EXERCISE DETAILS
Some entries follow. Reproduce exactly the lines starting at the one with "center is at" and stopping after the one with "dx * dx + dy * dy <= r2".

[Saved entries]
━━━━━━
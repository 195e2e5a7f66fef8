//! Tool system: routes pointer input to the active tool.

use crate::camera::Camera;
use crate::config::ToolConfig;
use crate::grid::{CellIndex, CellState, HexGrid, Rgb};
use crate::history::{Operation, UndoLog};
use crate::raster::LineRasterizer;
use kurbo::Point;
use serde::{Deserialize, Serialize};
use std::time::Duration;

/// Available tools.
#[derive(Debug, Clone, Copy, PartialEq, Eq, Hash, Serialize, Deserialize, Default)]
pub enum ToolKind {
    #[default]
    Brush,
    Eraser,
    Line,
    Zoom,
}

impl ToolKind {
    pub fn name(self) -> &'static str {
        match self {
            ToolKind::Brush => "Brush",
            ToolKind::Eraser => "Eraser",
            ToolKind::Line => "Line",
            ToolKind::Zoom => "Zoom",
        }
    }

    /// Cursor shown over the canvas for this tool.
    pub fn cursor(self, zoomed_in: bool) -> CursorIcon {
        match self {
            ToolKind::Brush => CursorIcon::Crosshair,
            ToolKind::Eraser => CursorIcon::NoDrop,
            ToolKind::Line => CursorIcon::Pointer,
            ToolKind::Zoom if zoomed_in => CursorIcon::ZoomOut,
            ToolKind::Zoom => CursorIcon::ZoomIn,
        }
    }
}

/// Cursor hint for the UI layer.
#[derive(Debug, Clone, Copy, PartialEq, Eq, Hash, Serialize, Deserialize)]
pub enum CursorIcon {
    Crosshair,
    NoDrop,
    Pointer,
    ZoomIn,
    ZoomOut,
}

impl CursorIcon {
    /// CSS cursor keyword.
    pub fn css_name(self) -> &'static str {
        match self {
            CursorIcon::Crosshair => "crosshair",
            CursorIcon::NoDrop => "no-drop",
            CursorIcon::Pointer => "pointer",
            CursorIcon::ZoomIn => "zoom-in",
            CursorIcon::ZoomOut => "zoom-out",
        }
    }
}

/// State of a tool interaction.
#[derive(Debug, Clone, Default, PartialEq)]
pub enum ToolState {
    /// Waiting for a pointer press.
    #[default]
    Idle,
    /// Brush or eraser drag; edits accumulate in `operation`.
    Painting {
        operation: Operation,
        /// Time of the last accepted drag sample.
        last_sample: Option<Duration>,
    },
    /// Line drag; `preview` holds the provisional cells.
    LineDragging {
        anchor: Point,
        /// Pointer position of the last preview rebuild.
        last_sample: Option<Point>,
        preview: Vec<CellIndex>,
    },
}

/// What a dispatched pointer event did.
#[derive(Debug, Clone, Copy, PartialEq, Eq, Default)]
pub enum ToolOutcome {
    /// Nothing visible changed.
    #[default]
    None,
    /// A brush or eraser sample changed a cell.
    Painted,
    /// The provisional line was recomputed.
    PreviewUpdated,
    /// A brush/eraser drag ended.
    StrokeFinished { edits: usize },
    /// A line drag ended and its cells were painted.
    LineCommitted { edits: usize },
    /// The zoom tool was clicked.
    ZoomToggled { zoomed_in: bool },
}

impl ToolOutcome {
    /// Whether the renderer has to repaint.
    pub fn needs_redraw(&self) -> bool {
        matches!(
            self,
            ToolOutcome::Painted
                | ToolOutcome::PreviewUpdated
                | ToolOutcome::LineCommitted { .. }
                | ToolOutcome::ZoomToggled { .. }
        )
    }
}

/// Mutable editor data a tool operates on.
pub struct ToolContext<'a> {
    pub grid: &'a mut HexGrid,
    pub camera: &'a mut Camera,
    pub history: &'a mut UndoLog,
    pub brush: Rgb,
}

/// Apply the operation's tool to one cell, recording the change.
/// Returns false when the cell already holds the target state.
fn apply_paint(
    grid: &mut HexGrid,
    operation: &mut Operation,
    cell: CellIndex,
    brush: Rgb,
) -> bool {
    let target = match operation.tool() {
        ToolKind::Eraser => CellState::Unpainted,
        _ => CellState::Painted(brush),
    };
    match grid.set_paint(cell, target) {
        Some(previous) if previous != target => {
            operation.record(cell, previous);
            true
        }
        _ => false,
    }
}

/// Manages the current tool and its state.
#[derive(Debug, Clone)]
pub struct ToolManager {
    /// Currently selected tool.
    pub current_tool: ToolKind,
    state: ToolState,
    paint_interval: Duration,
    line_resample_distance: f64,
    rasterizer: LineRasterizer,
}

impl Default for ToolManager {
    fn default() -> Self {
        Self::from_config(&ToolConfig::default())
    }
}
//! Hexagonal lattice geometry and per-cell paint state.

use crate::config::GridConfig;
use kurbo::{Point, Rect};
use serde::{Deserialize, Serialize};
use std::f64::consts::PI;

/// Square root of three, the vertical stride factor of the lattice.
const SQRT_3: f64 = 1.732_050_807_568_877_2;

/// An RGB color with channels in `[0, 1]`.
#[derive(Debug, Clone, Copy, PartialEq, Serialize, Deserialize)]
pub struct Rgb {
    pub r: f32,
    pub g: f32,
    pub b: f32,
}

impl Rgb {
    pub const RED: Rgb = Rgb::new(1.0, 0.0, 0.0);
    pub const GREEN: Rgb = Rgb::new(0.0, 1.0, 0.0);
    pub const BLUE: Rgb = Rgb::new(0.0, 0.0, 1.0);
    pub const BLACK: Rgb = Rgb::new(0.0, 0.0, 0.0);

    pub const fn new(r: f32, g: f32, b: f32) -> Self {
        Self { r, g, b }
    }

    /// Build a color from three 0..=255 slider channels.
    pub fn from_channels(r: u8, g: u8, b: u8) -> Self {
        Self::new(r as f32 / 255.0, g as f32 / 255.0, b as f32 / 255.0)
    }

    /// Convert back to 0..=255 channels (rounded).
    pub fn to_channels(self) -> [u8; 3] {
        let q = |c: f32| (c.clamp(0.0, 1.0) * 255.0).round() as u8;
        [q(self.r), q(self.g), q(self.b)]
    }
}

impl Default for Rgb {
    fn default() -> Self {
        Self::RED
    }
}

/// Paint state of a single cell.
#[derive(Debug, Clone, Copy, PartialEq, Default, Serialize, Deserialize)]
pub enum CellState {
    #[default]
    Unpainted,
    Painted(Rgb),
}

impl CellState {
    pub fn is_painted(&self) -> bool {
        matches!(self, CellState::Painted(_))
    }

    pub fn color(&self) -> Option<Rgb> {
        match self {
            CellState::Painted(color) => Some(*color),
            CellState::Unpainted => None,
        }
    }
}

/// Lattice coordinates of a cell.
#[derive(Debug, Clone, Copy, PartialEq, Eq, Hash, PartialOrd, Ord, Serialize, Deserialize)]
pub struct CellIndex {
    pub row: usize,
    pub col: usize,
}

impl CellIndex {
    pub const fn new(row: usize, col: usize) -> Self {
        Self { row, col }
    }
}

impl From<(usize, usize)> for CellIndex {
    fn from((row, col): (usize, usize)) -> Self {
        Self::new(row, col)
    }
}

/// One hexagon slot of the lattice.
#[derive(Debug, Clone, Copy, PartialEq)]
pub struct Cell {
    center: Point,
    /// Current paint state.
    pub state: CellState,
}

impl Cell {
    /// Center of the hexagon in world coordinates.
    pub fn center(&self) -> Point {
        self.center
    }
}

/// Fixed-size offset ("brick") hexagonal lattice.
///
/// Rows advance along +x by `1.5 * radius`, columns advance along -y by
/// `sqrt(3) * radius`, and odd rows are shifted down by half a column stride.
/// Dimensions and centers are fixed at construction; only paint state mutates.
#[derive(Debug, Clone)]
pub struct HexGrid {
    rows: usize,
    cols: usize,
    radius: f64,
    origin: Point,
    cells: Vec<Cell>,
}

impl HexGrid {
    /// Create an unpainted lattice with the first cell centered at `origin`.
    pub fn new(rows: usize, cols: usize, radius: f64, origin: Point) -> Self {
        let mut cells = Vec::with_capacity(rows * cols);
        for row in 0..rows {
            for col in 0..cols {
                cells.push(Cell {
                    center: Self::compute_center(origin, radius, row, col),
                    state: CellState::Unpainted,
                });
            }
        }
        Self {
            rows,
            cols,
            radius,
            origin,
            cells,
        }
    }

    pub fn from_config(config: &GridConfig) -> Self {
        Self::new(config.rows, config.cols, config.hex_radius, config.origin)
    }

    fn compute_center(origin: Point, radius: f64, row: usize, col: usize) -> Point {
        let x = origin.x + 1.5 * row as f64 * radius;
        let mut y = origin.y - SQRT_3 * col as f64 * radius;
        if row % 2 != 0 {
            y -= SQRT_3 * radius / 2.0;
        }
        Point::new(x, y)
    }

    pub fn rows(&self) -> usize {
        self.rows
    }

    pub fn cols(&self) -> usize {
        self.cols
    }

    /// Circumradius of every hexagon.
    pub fn radius(&self) -> f64 {
        self.radius
    }

    pub fn origin(&self) -> Point {
        self.origin
    }

    pub fn contains(&self, index: CellIndex) -> bool {
        index.row < self.rows && index.col < self.cols
    }

    fn offset(&self, index: CellIndex) -> Option<usize> {
        self.contains(index).then(|| index.row * self.cols + index.col)
    }

    pub fn cell_at(&self, index: CellIndex) -> Option<&Cell> {
        self.offset(index).map(|i| &self.cells[i])
    }

    pub fn center_of(&self, index: CellIndex) -> Option<Point> {
        self.cell_at(index).map(Cell::center)
    }

    /// Paint state of a cell; out-of-range indices read as unpainted.
    pub fn state(&self, index: CellIndex) -> CellState {
        self.cell_at(index).map(|c| c.state).unwrap_or_default()
    }

    /// Replace the paint state of a cell, returning the previous state.
    ///
    /// Returns `None` (and changes nothing) for an out-of-range index.
    pub fn set_paint(&mut self, index: CellIndex, state: CellState) -> Option<CellState> {
        let i = self.offset(index)?;
        Some(std::mem::replace(&mut self.cells[i].state, state))
    }

    /// Hit-test a world point against the lattice.
    ///
    /// A point belongs to a cell when its distance to the cell center is at
    /// most the hex radius. This is a circumscribed-circle approximation, so
    /// neighbouring circles overlap near hexagon corners; the first cell in
    /// row-major order wins.
    pub fn hit_test(&self, point: Point) -> Option<CellIndex> {
        let r2 = self.radius * self.radius;
        self.cells
            .iter()
            .position(|cell| {
                let dx = point.x - cell.center.x;
                let dy = point.y - cell.center.y;
                dx * dx + dy * dy <= r2
            })
            .map(|i| CellIndex::new(i / self.cols, i % self.cols))
    }

    /// Iterate over all cells in row-major order.
    pub fn iter(&self) -> impl Iterator<Item = (CellIndex, &Cell)> {
        let cols = self.cols;
        self.cells
            .iter()
            .enumerate()
            .map(move |(i, cell)| (CellIndex::new(i / cols, i % cols), cell))
    }

    /// Iterate over painted cells and their colors.
    pub fn painted(&self) -> impl Iterator<Item = (CellIndex, Rgb)> + '_ {
        self.iter()
            .filter_map(|(index, cell)| cell.state.color().map(|color| (index, color)))
    }

    pub fn painted_count(&self) -> usize {
        self.cells.iter().filter(|c| c.state.is_painted()).count()
    }

    /// Whether no cell is painted.
    pub fn is_blank(&self) -> bool {
        self.painted_count() == 0
    }

    /// The six corners of a hexagon, starting at angle 0 and turning by 60°.
    pub fn hexagon_vertices(&self, index: CellIndex) -> Option<[Point; 6]> {
        let center = self.center_of(index)?;
        Some(std::array::from_fn(|i| {
            let angle = i as f64 * PI / 3.0;
            Point::new(
                center.x + self.radius * angle.cos(),
                center.y + self.radius * angle.sin(),
            )
        }))
    }

    /// Bounding box of every hexagon in world coordinates.
    pub fn bounds(&self) -> Rect {
        let mut bounds: Option<Rect> = None;
        for cell in &self.cells {
            let c = cell.center;
            let r = Rect::new(
                c.x - self.radius,
                c.y - self.radius,
                c.x + self.radius,
                c.y + self.radius,
            );
            bounds = Some(bounds.map_or(r, |b| b.union(r)));
        }
        bounds.unwrap_or_else(|| Rect::from_origin_size(self.origin, (0.0, 0.0)))
    }
}

impl Default for HexGrid {
    fn default() -> Self {
        Self::from_config(&GridConfig::default())
    }
}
━━━━━━
SOLUTION
    /// A point belongs to a cell when its distance to the cell center is at
    /// most the hex radius. This is a circumscribed-circle approximation, so
    /// neighbouring circles overlap near hexagon corners; the first cell in
    /// row-major order wins.
    pub fn hit_test(&self, point: Point) -> Option<CellIndex> {
        let r2 = self.radius * self.radius;
        self.cells
            .iter()
            .position(|cell| {
                let dx = point.x - cell.center.x;
                let dy = point.y - cell.center.y;
                dx * dx + dy * dy <= r2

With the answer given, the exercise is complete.